The following subsections give several examples of patterns to use for different purposes, and explain most of the special characters and features that are commonly used in patterns. Patterns and symbols that are included in a sentence will be enclosed in double quotes ("), but these quotes are not part of the pattern itself.

In the examples below, the text that the pattern is being matched against is sometimes called the "target" text.

Special Characters

There are eleven symbols that have special meanings in patterns, listed here (in double quotes): " . \ * + ? [ ] ( ) { } ". To match one of these symbols in a pattern, instead of having it treated as a special character, you must precede it by the "\" symbol. So, to match a "\" in a pattern, you would use "\\".

Basic Examples

This subsection gives some simple examples of using patterns.

Pattern Description A pattern like this Matches text(s) like this
To limit a user to entering one of three words in an account status field, for example, you could use this pattern. The expression in parenthesis means to match only one of the items separated by "|"'s. (Open|Closed|Pending)

Open
Closed
Pending
BUT NOT:
closed (needs uppercase "C")

If a table on a Web page contained rows describing the status of customer accounts, and you wanted to see only those that were ether in collections or over 60 days past due, you could use a pattern like this. The "." matches any single character, the "*" means zero or more instances of whatever is just before it in the pattern, and the expression in parenthesis means match any one of the items separated by "|", either the text "ollections" or the text "60 days". The ".*" matches anything that might be before or after the "ollections" or "60 days". We use a common technique here, and omit the initial "c" from "collections" so that the pattern doesn't depend on the first letter being uppercase or lowercase. See the next example for an important limitation, however. .*(ollections|60 days).*

Joe Smith -- (In Collections)
Jane Jones -- 60 days past due
BUT NOT:
Harry Doe -- 30 days past due
Richard Richards -- collected $375.45

Note that if there were not exactly one space between the "60" and "days", the previous example pattern wouldn't match. To allow one or more whitespace characters, use the pattern "60\s+days", which uses the "\s" shorthand for any whitespace character, and the "+" symbol, meaning one or more instances of whatever is before it. .*(ollections|60\s+days).*

Jane Doe -- 60    days past due
BUT NOT:
Jane Doe -- 60 -days past due ("-" is not whitespace)

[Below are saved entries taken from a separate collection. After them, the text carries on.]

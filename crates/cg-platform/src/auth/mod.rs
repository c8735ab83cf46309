//! Identity verification against the upstream identity provider

pub mod verifier;
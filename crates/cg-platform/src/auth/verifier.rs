//! Identity Verification
//!
//! Resolves bearer tokens issued by the upstream identity provider to a
//! verified principal. CreditGate never issues tokens itself; it only
//! validates what the IdP signed.

use async_trait::async_trait;
use jsonwebtoken::{decode, DecodingKey, Validation, Algorithm};
use serde::{Deserialize, Serialize};

use crate::shared::error::{PlatformError, Result};

/// An authenticated caller, as attested by the identity provider.
///
/// `subject` is the IdP's stable opaque identifier; `email` is the optional
/// display label carried on the account record.
#[derive(Debug, Clone, PartialEq, Eq)]
pub struct VerifiedPrincipal {
    pub subject: String,
    pub email: Option<String>,
}

/// Claims expected on an IdP-issued identity token
#[derive(Debug, Clone, Serialize, Deserialize)]
pub struct IdentityClaims {
    /// Subject (stable principal identifier)
    pub sub: String,

    /// Issuer
    pub iss: String,

    /// Audience
    pub aud: String,

    /// Expiration time (Unix timestamp)
    pub exp: i64,

    /// Issued at (Unix timestamp)
    pub iat: i64,

    /// Contact email, when the IdP discloses one
    #[serde(skip_serializing_if = "Option::is_none")]
    pub email: Option<String>,
}

/// Resolves a raw bearer token to a verified principal.
///
/// Implementations may go over the network (remote introspection, JWKS
/// refresh), so the seam is async. Must be safe for concurrent use by
/// independent request handlers.
#[async_trait]
pub trait IdentityVerifier: Send + Sync {
    async fn verify(&self, token: &str) -> Result<VerifiedPrincipal>;
}

/// Configuration for the JWT verifier
#[derive(Debug, Clone)]
pub struct VerifierConfig {
    /// Shared HMAC secret agreed with the identity provider
    pub secret: String,

    /// Expected issuer claim
    pub issuer: String,

    /// Expected audience claim
    pub audience: String,
}

impl Default for VerifierConfig {
    fn default() -> Self {
        Self {
            secret: String::new(),
            issuer: "creditgate".to_string(),
            audience: "creditgate".to_string(),
        }
    }
}

/// HS256 JWT verifier for IdP identity tokens
pub struct JwtIdentityVerifier {
    config: VerifierConfig,
    decoding_key: DecodingKey,
}

impl JwtIdentityVerifier {
    pub fn new(config: VerifierConfig) -> Self {
        let decoding_key = DecodingKey::from_secret(config.secret.as_bytes());
        Self { config, decoding_key }
    }

    /// Validate an identity token and extract its claims
    pub fn validate_token(&self, token: &str) -> Result<IdentityClaims> {
        let mut validation = Validation::new(Algorithm::HS256);
        validation.set_issuer(&[&self.config.issuer]);
        validation.set_audience(&[&self.config.audience]);

        decode::<IdentityClaims>(token, &self.decoding_key, &validation)
            .map(|data| data.claims)
            .map_err(|e| match e.kind() {
                jsonwebtoken::errors::ErrorKind::ExpiredSignature => PlatformError::TokenExpired,
                _ => PlatformError::InvalidToken { message: format!("{}", e) },
            })
    }
}

#[async_trait]
impl IdentityVerifier for JwtIdentityVerifier {
    async fn verify(&self, token: &str) -> Result<VerifiedPrincipal> {
        let claims = self.validate_token(token)?;
        Ok(VerifiedPrincipal {
            subject: claims.sub,
            email: claims.email,
        })
    }
}

/// Extract bearer token from Authorization header
pub fn extract_bearer_token(auth_header: &str) -> Option<&str> {
    if auth_header.starts_with("Bearer ") {
        Some(&auth_header[7..])
    } else {
        None
    }
}

#[cfg(test)]
mod tests {
    use super::*;
    use jsonwebtoken::{encode, EncodingKey, Header};

    fn test_config() -> VerifierConfig {
        VerifierConfig {
            secret: "test-secret".to_string(),
            ..VerifierConfig::default()
        }
    }

    fn sign(claims: &IdentityClaims, secret: &str) -> String {
        encode(
            &Header::new(Algorithm::HS256),
            claims,
            &EncodingKey::from_secret(secret.as_bytes()),
        )
        .unwrap()
    }

    fn claims_for(sub: &str) -> IdentityClaims {
        let now = chrono::Utc::now().timestamp();
        IdentityClaims {
            sub: sub.to_string(),
            iss: "creditgate".to_string(),
            aud: "creditgate".to_string(),
            exp: now + 3600,
            iat: now,
            email: Some("user@example.com".to_string()),
        }
    }

    #[tokio::test]
    async fn test_verify_valid_token() {
        let verifier = JwtIdentityVerifier::new(test_config());
        let token = sign(&claims_for("user-1"), "test-secret");

        let principal = verifier.verify(&token).await.unwrap();
        assert_eq!(principal.subject, "user-1");
        assert_eq!(principal.email.as_deref(), Some("user@example.com"));
    }

    #[tokio::test]
    async fn test_verify_rejects_wrong_secret() {
        let verifier = JwtIdentityVerifier::new(test_config());
        let token = sign(&claims_for("user-1"), "another-secret");

        assert!(verifier.verify(&token).await.is_err());
    }

    #[tokio::test]
    async fn test_verify_rejects_expired_token() {
        let verifier = JwtIdentityVerifier::new(test_config());
        let mut claims = claims_for("user-1");
        claims.exp = claims.iat - 120;
        let token = sign(&claims, "test-secret");

        match verifier.verify(&token).await {
            Err(PlatformError::TokenExpired) => {}
            other => panic!("expected TokenExpired, got {:?}", other.map(|p| p.subject)),
        }
    }

    #[test]
    fn test_extract_bearer_token() {
        assert_eq!(extract_bearer_token("Bearer abc123"), Some("abc123"));
        assert_eq!(extract_bearer_token("bearer abc123"), None);
        assert_eq!(extract_bearer_token("Basic abc123"), None);
    }
}
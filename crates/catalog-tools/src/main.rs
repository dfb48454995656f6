use std::path::PathBuf;

use catalog_tools::{OutputFormat, Preset, StrategyArg, commands, parse_assignment, utils};
use clap::{Args, Parser, Subcommand};
use env_logger::Env;

#[derive(Parser)]
#[command(name = "catalog")]
#[command(about = "Query XML catalogs by attribute", long_about = None)]
#[command(version)]
struct Cli {
    #[command(subcommand)]
    command: Commands,
}

/// Where the catalog shape comes from
#[derive(Args)]
struct SchemaArgs {
    /// TOML schema file describing root, record and field elements
    #[arg(long, value_hint = clap::ValueHint::FilePath, conflicts_with = "preset")]
    schema: Option<PathBuf>,

    /// Built-in schema
    #[arg(long, default_value = "books")]
    preset: Preset,
}

#[derive(Subcommand)]
enum Commands {
    /// Filter records and print the numbered listing
    Query {
        /// Catalog XML file
        #[arg(value_hint = clap::ValueHint::FilePath)]
        file: PathBuf,

        #[command(flatten)]
        schema: SchemaArgs,

        /// Loading strategy
        #[arg(short, long, default_value = "declarative")]
        strategy: StrategyArg,

        /// Filter criterion, e.g. author=corets or priceTo=10 (repeatable)
        #[arg(short = 'w', long = "where", value_name = "KEY=VALUE", value_parser = parse_assignment)]
        criteria: Vec<(String, String)>,

        /// Output format
        #[arg(short, long, default_value = "text")]
        format: OutputFormat,

        /// Also print the distinct values of browsable fields
        #[arg(long)]
        suggestions: bool,
    },

    /// Show schema and record counts
    Info {
        /// Catalog XML file
        #[arg(value_hint = clap::ValueHint::FilePath)]
        file: PathBuf,

        #[command(flatten)]
        schema: SchemaArgs,

        /// Output format
        #[arg(short, long, default_value = "text")]
        format: OutputFormat,
    },

    /// Run every strategy with the same filter and check they agree
    Compare {
        /// Catalog XML file
        #[arg(value_hint = clap::ValueHint::FilePath)]
        file: PathBuf,

        #[command(flatten)]
        schema: SchemaArgs,

        /// Filter criterion (repeatable)
        #[arg(short = 'w', long = "where", value_name = "KEY=VALUE", value_parser = parse_assignment)]
        criteria: Vec<(String, String)>,
    },

    /// Render the catalog as an HTML page
    Html {
        /// Catalog XML file
        #[arg(value_hint = clap::ValueHint::FilePath)]
        file: PathBuf,

        #[command(flatten)]
        schema: SchemaArgs,

        /// Output file (defaults to the input with an .html extension)
        #[arg(short, long, value_hint = clap::ValueHint::FilePath)]
        output: Option<PathBuf>,
    },
}

fn main() -> anyhow::Result<()> {
    let cli = Cli::parse();

    // Initialize color handling (respects NO_COLOR)
    utils::color::init_color();

    // Initialize logger with default level (overridden by RUST_LOG)
    let env = Env::default().default_filter_or("warn");
    env_logger::Builder::from_env(env).init();

    match cli.command {
        Commands::Query {
            file,
            schema,
            strategy,
            criteria,
            format,
            suggestions,
        } => {
            let schema = utils::file::load_schema(schema.schema.as_deref(), schema.preset)?;
            commands::query::execute(
                &file,
                schema,
                strategy.into(),
                &criteria,
                format,
                suggestions,
            )
        }

        Commands::Info {
            file,
            schema,
            format,
        } => {
            let schema = utils::file::load_schema(schema.schema.as_deref(), schema.preset)?;
            commands::info::execute(&file, schema, format)
        }

        Commands::Compare {
            file,
            schema,
            criteria,
        } => {
            let schema = utils::file::load_schema(schema.schema.as_deref(), schema.preset)?;
            commands::compare::execute(&file, schema, &criteria)
        }

        Commands::Html {
            file,
            schema,
            output,
        } => {
            let schema = utils::file::load_schema(schema.schema.as_deref(), schema.preset)?;
            commands::html_export::execute(&file, output.as_deref(), schema)
        }
    }
}
//! Interchangeable load/query strategies.
//!
//! Every strategy follows the same contract:
//!
//! - [`Strategy::load`] reads the whole source and replaces whatever was
//!   loaded before. A failed load leaves the strategy unloaded.
//! - [`Strategy::filter_by`] fails with [`CatalogError::NotLoaded`] until a
//!   load has succeeded, visits records in source order and numbers matches
//!   from 1.
//!
//! Records are the element children of the root named by
//! [`CatalogSchema::record`]; fields are their element children named by
//! [`FieldSpec::element`](crate::FieldSpec). Anything else is ignored. A
//! record without every field rejects the whole load, in every strategy.

mod declarative;
mod streaming;
mod tree;

pub use declarative::DeclarativeQuery;
pub use streaming::StreamingForward;
pub use tree::TreeNavigation;

use std::fmt;
use std::path::Path;
use std::str::FromStr;
use std::sync::Arc;

use serde::{Deserialize, Serialize};

use crate::{CatalogError, CatalogSchema, Filter, Result, ResultSet};

/// Capability shared by all strategies
pub trait Strategy {
    fn kind(&self) -> StrategyKind;

    fn load(&mut self, path: &Path) -> Result<()>;

    fn filter_by(&mut self, filter: &Filter) -> Result<ResultSet>;
}

#[derive(Debug, Clone, Copy, PartialEq, Eq, Hash, Serialize, Deserialize)]
#[serde(rename_all = "lowercase")]
pub enum StrategyKind {
    Declarative,
    Tree,
    Streaming,
}

impl StrategyKind {
    pub const ALL: [StrategyKind; 3] = [Self::Declarative, Self::Tree, Self::Streaming];

    pub fn as_str(&self) -> &'static str {
        match self {
            Self::Declarative => "declarative",
            Self::Tree => "tree",
            Self::Streaming => "streaming",
        }
    }
}

impl fmt::Display for StrategyKind {
    fn fmt(&self, f: &mut fmt::Formatter<'_>) -> fmt::Result {
        f.write_str(self.as_str())
    }
}

impl FromStr for StrategyKind {
    type Err = String;

    fn from_str(s: &str) -> std::result::Result<Self, Self::Err> {
        Self::ALL
            .into_iter()
            .find(|k| k.as_str().eq_ignore_ascii_case(s))
            .ok_or_else(|| format!("unknown strategy '{}'", s))
    }
}

/// One of the three strategies, chosen at runtime
#[derive(Debug)]
pub enum ParseStrategy {
    Declarative(DeclarativeQuery),
    Tree(TreeNavigation),
    Streaming(StreamingForward),
}

impl ParseStrategy {
    pub fn new(kind: StrategyKind, schema: Arc<CatalogSchema>) -> Self {
        match kind {
            StrategyKind::Declarative => Self::Declarative(DeclarativeQuery::new(schema)),
            StrategyKind::Tree => Self::Tree(TreeNavigation::new(schema)),
            StrategyKind::Streaming => Self::Streaming(StreamingForward::new(schema)),
        }
    }

    /// Build a strategy and load `path` into it
    pub fn open(kind: StrategyKind, schema: Arc<CatalogSchema>, path: &Path) -> Result<Self> {
        let mut strategy = Self::new(kind, schema);
        strategy.load(path)?;
        Ok(strategy)
    }

    fn inner(&mut self) -> &mut dyn Strategy {
        match self {
            Self::Declarative(s) => s,
            Self::Tree(s) => s,
            Self::Streaming(s) => s,
        }
    }
}

impl Strategy for ParseStrategy {
    fn kind(&self) -> StrategyKind {
        match self {
            Self::Declarative(_) => StrategyKind::Declarative,
            Self::Tree(_) => StrategyKind::Tree,
            Self::Streaming(_) => StrategyKind::Streaming,
        }
    }

    fn load(&mut self, path: &Path) -> Result<()> {
        self.inner().load(path)
    }

    fn filter_by(&mut self, filter: &Filter) -> Result<ResultSet> {
        self.inner().filter_by(filter)
    }
}

fn read_source(path: &Path) -> Result<String> {
    std::fs::read_to_string(path).map_err(|source| CatalogError::Io {
        path: path.to_path_buf(),
        source,
    })
}

fn check_root(schema: &CatalogSchema, found: &str) -> Result<()> {
    if found != schema.root() {
        return Err(CatalogError::UnexpectedRoot {
            expected: schema.root().to_string(),
            found: found.to_string(),
        });
    }
    Ok(())
}

fn check_filter(schema: &CatalogSchema, filter: &Filter) -> Result<()> {
    if !filter.fits(schema) {
        return Err(CatalogError::Schema(
            "filter was built for a different catalog schema".to_string(),
        ));
    }
    Ok(())
}

/// Concatenated text of every text node below `node`, in document order
fn inner_text(node: roxmltree::Node) -> String {
    node.descendants()
        .filter(|n| n.is_text())
        .filter_map(|n| n.text())
        .collect()
}

#[cfg(test)]
mod tests {
    use super::*;

    #[test]
    fn kind_round_trips_through_str() {
        for kind in StrategyKind::ALL {
            assert_eq!(kind.as_str().parse::<StrategyKind>().unwrap(), kind);
        }
        assert_eq!("TREE".parse::<StrategyKind>().unwrap(), StrategyKind::Tree);
        assert!("sax".parse::<StrategyKind>().is_err());
    }

    #[test]
    fn new_strategy_reports_kind() {
        let schema = Arc::new(CatalogSchema::books());
        for kind in StrategyKind::ALL {
            assert_eq!(ParseStrategy::new(kind, schema.clone()).kind(), kind);
        }
    }

    #[test]
    fn filter_before_load_fails() {
        let schema = Arc::new(CatalogSchema::books());
        let filter = Filter::new(&schema);
        for kind in StrategyKind::ALL {
            let mut strategy = ParseStrategy::new(kind, schema.clone());
            assert!(matches!(
                strategy.filter_by(&filter),
                Err(CatalogError::NotLoaded)
            ));
        }
    }
}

To match just a few copies of one character, you can often just repeat that character in the the pattern, but to match a line containing, for example, at least two uses of the word "customer", you could use a pattern which uses {}'s, the notation for counted repetitions. If you wanted to indicate exactly three copies, or at least three but not more than five copies, you would use "{3}" and "{3,5}", respectively. However, notice that if you put a ".*" inside ()'s, then it will match anything, and will not prevent a pattern such as "(.*cat.*){2,4} from also matching text that contains 5 or more uses of the word "cat". (.*customer.*){2,}

Sales per-customer; top customers only
BUT NOT:
Sales per-cutomer (only one copy)

Pattern Features and Details

This subsection gives detailed descriptions of the commonly-used features available in patterns.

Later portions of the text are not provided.